§ **Prompt**
Only lines containing the string "fields" belong in the answer; copy all of them from the entries.

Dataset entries
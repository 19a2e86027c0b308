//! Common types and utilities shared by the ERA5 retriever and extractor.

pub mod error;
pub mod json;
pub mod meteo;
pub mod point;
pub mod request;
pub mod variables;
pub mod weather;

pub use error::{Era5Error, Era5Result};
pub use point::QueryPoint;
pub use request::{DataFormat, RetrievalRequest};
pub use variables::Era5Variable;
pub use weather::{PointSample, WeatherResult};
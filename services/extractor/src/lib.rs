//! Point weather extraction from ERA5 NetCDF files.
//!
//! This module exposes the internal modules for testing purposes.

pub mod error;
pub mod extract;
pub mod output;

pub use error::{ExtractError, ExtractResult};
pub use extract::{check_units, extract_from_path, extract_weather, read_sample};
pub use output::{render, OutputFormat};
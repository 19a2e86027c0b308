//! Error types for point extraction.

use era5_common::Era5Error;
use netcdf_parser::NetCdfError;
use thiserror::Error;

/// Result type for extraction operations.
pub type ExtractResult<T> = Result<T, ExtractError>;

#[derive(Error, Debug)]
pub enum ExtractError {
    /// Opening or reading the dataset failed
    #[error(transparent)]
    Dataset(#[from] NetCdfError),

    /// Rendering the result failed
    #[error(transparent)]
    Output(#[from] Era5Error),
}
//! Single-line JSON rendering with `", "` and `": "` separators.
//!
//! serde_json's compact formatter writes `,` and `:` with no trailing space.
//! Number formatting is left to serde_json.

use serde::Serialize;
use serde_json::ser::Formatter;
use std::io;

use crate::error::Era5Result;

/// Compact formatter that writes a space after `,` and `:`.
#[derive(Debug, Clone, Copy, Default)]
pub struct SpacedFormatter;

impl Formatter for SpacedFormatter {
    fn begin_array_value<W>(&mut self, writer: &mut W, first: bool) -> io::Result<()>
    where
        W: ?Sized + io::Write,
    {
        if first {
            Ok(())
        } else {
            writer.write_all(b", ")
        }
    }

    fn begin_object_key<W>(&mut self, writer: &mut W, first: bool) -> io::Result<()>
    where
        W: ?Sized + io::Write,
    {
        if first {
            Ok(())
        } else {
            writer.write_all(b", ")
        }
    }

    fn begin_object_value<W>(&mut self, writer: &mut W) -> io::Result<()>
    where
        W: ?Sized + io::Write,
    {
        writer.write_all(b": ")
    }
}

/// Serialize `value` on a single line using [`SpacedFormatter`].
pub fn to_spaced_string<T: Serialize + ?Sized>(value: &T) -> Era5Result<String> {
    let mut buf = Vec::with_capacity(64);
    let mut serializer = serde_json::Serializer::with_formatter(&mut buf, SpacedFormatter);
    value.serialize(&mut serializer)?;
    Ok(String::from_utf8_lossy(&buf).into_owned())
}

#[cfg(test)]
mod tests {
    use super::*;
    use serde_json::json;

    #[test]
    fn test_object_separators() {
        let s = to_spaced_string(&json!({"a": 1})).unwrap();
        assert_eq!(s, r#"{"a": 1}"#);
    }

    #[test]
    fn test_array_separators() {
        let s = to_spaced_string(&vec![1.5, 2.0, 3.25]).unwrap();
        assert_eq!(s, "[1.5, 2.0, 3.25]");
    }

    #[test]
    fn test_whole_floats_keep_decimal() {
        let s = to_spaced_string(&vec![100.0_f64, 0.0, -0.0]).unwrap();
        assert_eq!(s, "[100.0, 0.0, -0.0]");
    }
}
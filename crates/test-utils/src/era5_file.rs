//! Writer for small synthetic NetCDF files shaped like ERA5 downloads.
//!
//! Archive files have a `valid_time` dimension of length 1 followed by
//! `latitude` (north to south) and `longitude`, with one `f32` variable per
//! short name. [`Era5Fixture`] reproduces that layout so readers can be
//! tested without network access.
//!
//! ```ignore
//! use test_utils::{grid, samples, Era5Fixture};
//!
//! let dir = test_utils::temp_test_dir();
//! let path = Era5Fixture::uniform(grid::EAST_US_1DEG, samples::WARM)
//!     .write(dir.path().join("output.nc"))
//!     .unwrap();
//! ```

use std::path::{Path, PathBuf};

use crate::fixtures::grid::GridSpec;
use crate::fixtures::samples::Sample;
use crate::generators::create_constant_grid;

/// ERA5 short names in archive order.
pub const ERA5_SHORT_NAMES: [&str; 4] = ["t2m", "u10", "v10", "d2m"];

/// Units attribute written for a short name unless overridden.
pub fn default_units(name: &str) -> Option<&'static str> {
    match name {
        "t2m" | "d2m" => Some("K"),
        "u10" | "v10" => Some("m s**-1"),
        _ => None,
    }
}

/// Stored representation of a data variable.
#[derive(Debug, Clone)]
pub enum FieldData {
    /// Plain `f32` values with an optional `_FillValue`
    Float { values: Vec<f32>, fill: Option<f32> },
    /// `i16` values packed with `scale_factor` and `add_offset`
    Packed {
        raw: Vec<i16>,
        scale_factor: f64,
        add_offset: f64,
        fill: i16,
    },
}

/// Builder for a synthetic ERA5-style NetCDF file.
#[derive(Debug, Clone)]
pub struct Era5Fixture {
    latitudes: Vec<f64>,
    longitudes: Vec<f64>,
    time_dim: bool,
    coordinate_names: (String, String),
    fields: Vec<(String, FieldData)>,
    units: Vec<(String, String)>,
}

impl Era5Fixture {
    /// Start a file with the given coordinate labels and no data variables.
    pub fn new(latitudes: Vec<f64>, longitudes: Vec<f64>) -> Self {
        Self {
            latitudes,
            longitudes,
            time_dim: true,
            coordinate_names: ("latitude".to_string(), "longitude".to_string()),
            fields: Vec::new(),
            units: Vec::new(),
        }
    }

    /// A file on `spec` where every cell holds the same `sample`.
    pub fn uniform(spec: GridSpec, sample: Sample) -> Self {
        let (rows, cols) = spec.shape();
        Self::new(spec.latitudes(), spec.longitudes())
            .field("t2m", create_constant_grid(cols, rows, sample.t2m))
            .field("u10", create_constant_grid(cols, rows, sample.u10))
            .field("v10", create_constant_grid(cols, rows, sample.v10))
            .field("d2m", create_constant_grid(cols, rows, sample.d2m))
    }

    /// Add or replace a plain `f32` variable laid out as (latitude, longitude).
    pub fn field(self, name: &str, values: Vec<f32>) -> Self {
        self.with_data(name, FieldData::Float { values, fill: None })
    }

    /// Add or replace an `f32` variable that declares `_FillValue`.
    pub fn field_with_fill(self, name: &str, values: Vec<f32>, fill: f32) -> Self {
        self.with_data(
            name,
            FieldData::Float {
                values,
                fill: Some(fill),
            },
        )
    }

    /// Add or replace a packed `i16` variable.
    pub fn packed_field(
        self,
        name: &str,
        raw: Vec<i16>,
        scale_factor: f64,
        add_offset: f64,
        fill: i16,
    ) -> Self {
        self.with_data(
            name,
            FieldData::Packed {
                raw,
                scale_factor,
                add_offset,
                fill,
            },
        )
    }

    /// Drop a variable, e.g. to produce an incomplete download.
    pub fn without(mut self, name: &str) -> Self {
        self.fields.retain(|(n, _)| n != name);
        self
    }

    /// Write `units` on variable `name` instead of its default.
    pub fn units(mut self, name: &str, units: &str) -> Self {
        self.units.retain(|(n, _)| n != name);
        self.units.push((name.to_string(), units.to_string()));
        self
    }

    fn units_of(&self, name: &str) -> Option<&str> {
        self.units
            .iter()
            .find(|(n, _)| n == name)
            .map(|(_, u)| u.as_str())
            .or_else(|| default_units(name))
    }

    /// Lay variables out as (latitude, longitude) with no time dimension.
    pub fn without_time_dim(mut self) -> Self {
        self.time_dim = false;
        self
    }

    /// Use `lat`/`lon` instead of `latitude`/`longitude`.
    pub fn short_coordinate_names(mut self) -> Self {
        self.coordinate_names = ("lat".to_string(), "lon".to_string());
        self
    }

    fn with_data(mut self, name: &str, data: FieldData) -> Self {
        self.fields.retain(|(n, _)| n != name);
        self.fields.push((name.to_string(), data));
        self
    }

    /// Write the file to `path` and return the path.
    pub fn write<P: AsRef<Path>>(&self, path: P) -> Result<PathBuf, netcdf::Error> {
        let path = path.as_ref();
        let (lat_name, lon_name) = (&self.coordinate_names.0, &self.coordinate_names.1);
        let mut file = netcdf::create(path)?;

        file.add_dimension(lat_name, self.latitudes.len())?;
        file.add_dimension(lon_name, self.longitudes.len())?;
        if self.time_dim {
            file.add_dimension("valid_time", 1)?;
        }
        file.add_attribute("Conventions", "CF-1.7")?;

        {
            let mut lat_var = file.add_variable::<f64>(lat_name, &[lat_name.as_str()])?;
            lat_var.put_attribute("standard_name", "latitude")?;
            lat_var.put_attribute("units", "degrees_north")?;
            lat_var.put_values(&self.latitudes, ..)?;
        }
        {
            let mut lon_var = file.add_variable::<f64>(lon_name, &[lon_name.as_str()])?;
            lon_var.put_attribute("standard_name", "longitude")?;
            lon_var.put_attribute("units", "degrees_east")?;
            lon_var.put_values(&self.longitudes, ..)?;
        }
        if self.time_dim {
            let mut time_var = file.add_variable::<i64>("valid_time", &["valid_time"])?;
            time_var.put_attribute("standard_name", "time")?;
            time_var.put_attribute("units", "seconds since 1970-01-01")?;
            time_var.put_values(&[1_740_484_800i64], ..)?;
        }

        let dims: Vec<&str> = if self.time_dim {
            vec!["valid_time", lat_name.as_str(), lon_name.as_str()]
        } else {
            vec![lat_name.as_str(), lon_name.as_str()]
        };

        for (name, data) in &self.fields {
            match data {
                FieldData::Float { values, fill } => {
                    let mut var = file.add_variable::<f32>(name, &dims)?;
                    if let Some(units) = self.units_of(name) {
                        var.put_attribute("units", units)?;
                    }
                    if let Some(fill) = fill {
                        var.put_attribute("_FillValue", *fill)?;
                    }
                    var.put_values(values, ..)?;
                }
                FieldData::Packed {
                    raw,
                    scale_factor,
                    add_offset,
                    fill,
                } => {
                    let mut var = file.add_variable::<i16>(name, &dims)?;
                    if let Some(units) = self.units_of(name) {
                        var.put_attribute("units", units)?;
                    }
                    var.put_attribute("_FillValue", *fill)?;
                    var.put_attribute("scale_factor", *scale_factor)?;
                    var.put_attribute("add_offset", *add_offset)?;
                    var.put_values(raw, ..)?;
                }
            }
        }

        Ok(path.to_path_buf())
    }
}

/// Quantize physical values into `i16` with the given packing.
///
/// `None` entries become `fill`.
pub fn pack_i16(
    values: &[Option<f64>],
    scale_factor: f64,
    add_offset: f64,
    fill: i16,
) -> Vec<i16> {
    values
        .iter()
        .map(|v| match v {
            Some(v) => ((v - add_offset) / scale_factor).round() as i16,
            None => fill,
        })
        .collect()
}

§ **Response**
    fields: Vec<(String, FieldData)>,
            fields: Vec::new(),
        self.fields.retain(|(n, _)| n != name);
        self.fields.retain(|(n, _)| n != name);
        self.fields.push((name.to_string(), data));
        for (name, data) in &self.fields {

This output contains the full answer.